» Work task:
Since only part of the material is needed, please repeat exactly the line that includes "let mut entries" and every line after it, up to the last.
*** Block opens ***
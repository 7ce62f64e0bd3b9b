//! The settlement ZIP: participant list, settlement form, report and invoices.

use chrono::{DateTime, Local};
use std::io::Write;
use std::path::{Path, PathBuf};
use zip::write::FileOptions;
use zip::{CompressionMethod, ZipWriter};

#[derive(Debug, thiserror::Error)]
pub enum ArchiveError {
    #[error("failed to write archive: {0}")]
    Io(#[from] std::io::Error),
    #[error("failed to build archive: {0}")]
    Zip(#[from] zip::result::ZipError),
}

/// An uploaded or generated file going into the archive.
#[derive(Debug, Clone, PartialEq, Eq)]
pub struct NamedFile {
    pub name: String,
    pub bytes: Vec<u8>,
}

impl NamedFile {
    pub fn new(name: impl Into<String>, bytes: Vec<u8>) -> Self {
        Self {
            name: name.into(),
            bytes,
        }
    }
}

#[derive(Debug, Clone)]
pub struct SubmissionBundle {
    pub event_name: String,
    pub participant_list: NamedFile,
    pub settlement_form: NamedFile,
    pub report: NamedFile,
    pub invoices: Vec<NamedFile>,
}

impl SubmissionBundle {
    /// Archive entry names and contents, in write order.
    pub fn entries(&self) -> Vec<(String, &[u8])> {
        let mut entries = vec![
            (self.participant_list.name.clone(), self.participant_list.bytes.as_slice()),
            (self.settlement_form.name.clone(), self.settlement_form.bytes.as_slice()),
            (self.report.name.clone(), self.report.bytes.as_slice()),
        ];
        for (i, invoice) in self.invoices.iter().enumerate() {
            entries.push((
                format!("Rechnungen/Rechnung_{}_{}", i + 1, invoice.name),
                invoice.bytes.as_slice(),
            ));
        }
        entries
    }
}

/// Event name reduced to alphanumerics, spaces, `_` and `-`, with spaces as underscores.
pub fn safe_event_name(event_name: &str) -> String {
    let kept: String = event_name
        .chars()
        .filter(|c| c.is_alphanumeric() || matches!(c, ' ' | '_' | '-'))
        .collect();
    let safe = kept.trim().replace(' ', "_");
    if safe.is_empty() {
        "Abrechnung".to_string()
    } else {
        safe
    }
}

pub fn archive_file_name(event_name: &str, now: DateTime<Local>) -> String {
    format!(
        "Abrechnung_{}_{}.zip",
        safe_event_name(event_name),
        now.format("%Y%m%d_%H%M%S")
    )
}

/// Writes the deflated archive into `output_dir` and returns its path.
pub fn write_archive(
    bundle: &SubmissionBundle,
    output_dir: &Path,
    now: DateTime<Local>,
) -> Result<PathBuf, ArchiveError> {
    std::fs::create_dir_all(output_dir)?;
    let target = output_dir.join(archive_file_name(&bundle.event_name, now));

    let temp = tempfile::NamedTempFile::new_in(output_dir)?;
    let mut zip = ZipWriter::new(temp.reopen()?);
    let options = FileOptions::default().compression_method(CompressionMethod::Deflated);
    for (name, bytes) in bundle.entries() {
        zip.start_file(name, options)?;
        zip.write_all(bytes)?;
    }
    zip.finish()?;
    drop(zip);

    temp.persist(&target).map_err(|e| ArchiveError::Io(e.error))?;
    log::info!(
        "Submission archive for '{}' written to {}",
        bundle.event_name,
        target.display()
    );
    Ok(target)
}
*** Block closes ***
» Finished exercise:
        let mut entries = vec![
            (self.participant_list.name.clone(), self.participant_list.bytes.as_slice()),
            (self.settlement_form.name.clone(), self.settlement_form.bytes.as_slice()),
            (self.report.name.clone(), self.report.bytes.as_slice()),
        ];
        for (i, invoice) in self.invoices.iter().enumerate() {
            entries.push((
                format!("Rechnungen/Rechnung_{}_{}", i + 1, invoice.name),
                invoice.bytes.as_slice(),
            ));
        }
        entries
    }
}

/// Event name reduced to alphanumerics, spaces, `_` and `-`, with spaces as underscores.
pub fn safe_event_name(event_name: &str) -> String {
    let kept: String = event_name
        .chars()
        .filter(|c| c.is_alphanumeric() || matches!(c, ' ' | '_' | '-'))
        .collect();
    let safe = kept.trim().replace(' ', "_");
    if safe.is_empty() {
        "Abrechnung".to_string()
    } else {
        safe
    }
}

pub fn archive_file_name(event_name: &str, now: DateTime<Local>) -> String {
    format!(
        "Abrechnung_{}_{}.zip",
        safe_event_name(event_name),
        now.format("%Y%m%d_%H%M%S")
    )
}

/// Writes the deflated archive into `output_dir` and returns its path.
pub fn write_archive(
    bundle: &SubmissionBundle,
    output_dir: &Path,
    now: DateTime<Local>,
) -> Result<PathBuf, ArchiveError> {
    std::fs::create_dir_all(output_dir)?;
    let target = output_dir.join(archive_file_name(&bundle.event_name, now));

    let temp = tempfile::NamedTempFile::new_in(output_dir)?;
    let mut zip = ZipWriter::new(temp.reopen()?);
    let options = FileOptions::default().compression_method(CompressionMethod::Deflated);
    for (name, bytes) in bundle.entries() {
        zip.start_file(name, options)?;
        zip.write_all(bytes)?;
    }
    zip.finish()?;
    drop(zip);

    temp.persist(&target).map_err(|e| ArchiveError::Io(e.error))?;
    log::info!(
        "Submission archive for '{}' written to {}",
        bundle.event_name,
        target.display()
    );
    Ok(target)
}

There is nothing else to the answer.